I am a she person that has studied history also, that's why I am so interested in you. 
Historically speaking, since, as you said, you are an antiquity. 

And for one other reason that I will place here just for the records. I hate to see talented people being devoured by mediocre media. You survived kitchen to be devoured by them? Anyway, this is a personal thought!

I had the privilige to read "KC" in two languages and to read the articles of journalists from many papers.

I also have posted that if I were Anthony Bourdain I would write a second book with the title " What stupid Journalists have written for my book"
If you had an idea what kind of bozo writes the preface to the Greek edition...
Of course this is not your fault.

Maybe it's the same thing that you have observed. You didn't expected that people that live in Berlin would stop ordering fish on Mondays... 

But my surprise started when I was reading posts here of people that they were so enthousiastic with your book that they were actually proposing it to their culinary students.

I personally think that your book is not for culinary students, because students have the right to dream that one day they will work for a Robuchon. 
None can take this dream from them.If you don't have dreams you will always stay underpaid and in the shadow and of course you will never work even for Anthony Bourdain.

I don't think that with this book, you put the lights in the kitchen.
You just put yourself and only yourself under those lights.

I think you did well for doing so, I would do the same if I were you. 
And now that I read that you did that for your amusement either , I am very very glad!
But in my posts I didn't criticized this at all. 

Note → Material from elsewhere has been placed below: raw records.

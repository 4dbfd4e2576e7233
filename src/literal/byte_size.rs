//! Copyright © 2025-2026 Wenze Wei. All Rights Reserved.
//!
//! This file is part of Zi.
//! The Zi project belongs to the Dunimd Team.
//!
//! Licensed under the Apache License, Version 2.0 (the "License");
//! You may not use this file except in compliance with the License.
//! You may obtain a copy of the License at
//!
//!     http://www.apache.org/licenses/LICENSE-2.0
//!
//! Unless required by applicable law or agreed to in writing, software
//! distributed under the License is distributed on an "AS IS" BASIS,
//! WITHOUT WARRANTIES OR CONDITIONS OF ANY KIND, either express or implied.
//! See the License for the specific language governing permissions and
//! limitations under the License.


use std::fmt;
use std::str::FromStr;
use std::sync::OnceLock;

use serde::{Deserialize, Serialize};

use crate::errors::{Result, ZiError};
use crate::literal::{cached_pattern, scale_to_i64, ZiPatternCell};

const KIND: &str = "byte size";

static UNIT_PATTERN: ZiPatternCell = OnceLock::new();
static COUNT_PATTERN: ZiPatternCell = OnceLock::new();

/// Binary size units understood by byte size literals and by directives that
/// report sizes.
#[derive(Clone, Copy, Debug, PartialEq, Eq, Hash, Serialize, Deserialize)]
pub enum ZiByteUnit {
    Bytes,
    Kilobytes,
    Megabytes,
    Gigabytes,
    Terabytes,
    Petabytes,
}

impl ZiByteUnit {
    pub const ALL: [ZiByteUnit; 6] = [
        ZiByteUnit::Bytes,
        ZiByteUnit::Kilobytes,
        ZiByteUnit::Megabytes,
        ZiByteUnit::Gigabytes,
        ZiByteUnit::Terabytes,
        ZiByteUnit::Petabytes,
    ];

    /// Number of bytes in one unit.
    pub fn multiplier(&self) -> i64 {
        match self {
            ZiByteUnit::Bytes => 1,
            ZiByteUnit::Kilobytes => 1 << 10,
            ZiByteUnit::Megabytes => 1 << 20,
            ZiByteUnit::Gigabytes => 1 << 30,
            ZiByteUnit::Terabytes => 1 << 40,
            ZiByteUnit::Petabytes => 1 << 50,
        }
    }

    pub fn label(&self) -> &'static str {
        match self {
            ZiByteUnit::Bytes => "BYTES",
            ZiByteUnit::Kilobytes => "KB",
            ZiByteUnit::Megabytes => "MB",
            ZiByteUnit::Gigabytes => "GB",
            ZiByteUnit::Terabytes => "TB",
            ZiByteUnit::Petabytes => "PB",
        }
    }

    /// Looks a unit up by its label (`BYTES`, `KB`, ... `PB`), ignoring case.
    pub fn from_label(label: &str) -> Option<Self> {
        let upper = label.trim().to_ascii_uppercase();
        Self::ALL.into_iter().find(|unit| unit.label() == upper)
    }

    fn from_prefix(prefix: char) -> Option<Self> {
        match prefix.to_ascii_uppercase() {
            'K' => Some(ZiByteUnit::Kilobytes),
            'M' => Some(ZiByteUnit::Megabytes),
            'G' => Some(ZiByteUnit::Gigabytes),
            'T' => Some(ZiByteUnit::Terabytes),
            'P' => Some(ZiByteUnit::Petabytes),
            _ => None,
        }
    }
}

/// A byte count parsed from text such as `10KB`, `1.5m` or `4096`.
///
/// Units use binary prefixes (`K` = 1024) and may carry an optional trailing
/// `b`. No whitespace is allowed between the number and the unit. Equality
/// compares both the byte count and the original text.
#[derive(Clone, Debug, PartialEq, Eq, Hash, Serialize, Deserialize)]
pub struct ZiByteSize {
    bytes: i64,
    original: String,
}

impl ZiByteSize {
    pub fn parse(text: &str) -> Result<Self> {
        let trimmed = text.trim();
        if trimmed.is_empty() {
            return Err(ZiError::invalid_literal(KIND, text, "byte size string cannot be empty"));
        }

        let unit_pattern = cached_pattern(
            &UNIT_PATTERN,
            r"^(\d+)(?:\.(\d+))?([kKmMgGtTpP])[bB]?$",
        )?;
        let bytes = if let Some(caps) = unit_pattern.captures(trimmed) {
            let unit = caps
                .get(3)
                .and_then(|m| m.as_str().chars().next())
                .and_then(ZiByteUnit::from_prefix)
                .ok_or_else(|| ZiError::invalid_literal(KIND, text, "unknown size unit"))?;
            scale_to_i64(
                KIND,
                text,
                caps.get(1).map_or("", |m| m.as_str()),
                caps.get(2).map(|m| m.as_str()),
                unit.multiplier(),
            )?
        } else if cached_pattern(&COUNT_PATTERN, r"^\d+$")?.is_match(trimmed) {
            scale_to_i64(KIND, text, trimmed, None, 1)?
        } else {
            return Err(ZiError::invalid_literal(
                KIND,
                text,
                "expected a format like '10KB', '1.5MB', or a plain number of bytes",
            ));
        };

        Ok(ZiByteSize {
            bytes,
            original: text.to_string(),
        })
    }

    pub fn bytes(&self) -> i64 {
        self.bytes
    }

    pub fn original(&self) -> &str {
        &self.original
    }

    /// Size expressed in `unit`, as a floating-point quotient.
    pub fn as_unit(&self, unit: ZiByteUnit) -> f64 {
        self.bytes as f64 / unit.multiplier() as f64
    }
}

impl FromStr for ZiByteSize {
    type Err = ZiError;

    fn from_str(s: &str) -> Result<Self> {
        ZiByteSize::parse(s)
    }
}

impl fmt::Display for ZiByteSize {
    fn fmt(&self, f: &mut fmt::Formatter<'_>) -> fmt::Result {
        f.write_str(&self.original)
    }
}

I just criticised how THEY took your book.

If someone is inspired by your book and he/she recognizes him/her self in there, then, he will always stay there.

Now that you are touring to promote your book I hope that you tell people that you wrote it for your amusement and that they should not take it literally!

Good luck to you and to your next books


----------



## qjwin

ATHENAEUS: Salutations. I applaud your commitment to your trade--and apologize for my gender confusion. But I hope that what appealed to all the chefs and cooks around the world who read and enjoyed KC is the acknowledgment that it depicted the cooking trade--even at a very high level--as as much about repetition, endurance, loyalty, cameraderie--the grim mechanics of doing the same dish the same way again and again and again-as it is about artistry. That some absolutely brilliant two and three star chefs have the same social skills as Charles Manson should surprise noone--least of all other chefs. Being a disaster as a human being is certainly no impediment to cooking well- (just look at David Bouley)A lot of us take a death's head sense of pride in our own dysfunction--we KNOW we'll never be solid citizens--and we like it like that. Perhaps someday, food will be prepared in cool, sterile "laboratoires" to the gentle strains of Mozart, by crisp, calm, dedicated professionals for whom profanity, bad behavior, alcohol abuse, promiscuity are anathema--perhaps cooks of the future will work 40 hour weeks, get paid well, receive health benefits...maybe they won't have to sign in and out in a log book when they want to take a piss (like one famous French three star used to demand). Or have trays of food thrown in their faces (same guy). Then again--maybe not. For those interested in seeing a three star Michelin kitchen in action--and why a lot of cooks feel they need a drink or five at the end of the shift, I recommend the amazing Gordon Ramsay documentary series: BOILING POINT. A brilliant chef--and a nice guy( I think)--but man! You want to see pressure? He makes me look like a diplomat.


----------



## momoreg

What I got out of it was a lot of laughs, and as a former NYC pastry chef, a lot to relate to as well.
What's this I hear about a show on the Food Network?


----------



## cape chef

Knowing you as I do Momoreg, I am sure you took no gruff from anyone


----------



## athenaeus

Dear QJWIN and friends.

I will narrate you a rather amusing story about an ancient variation of "Kitchen Confidential"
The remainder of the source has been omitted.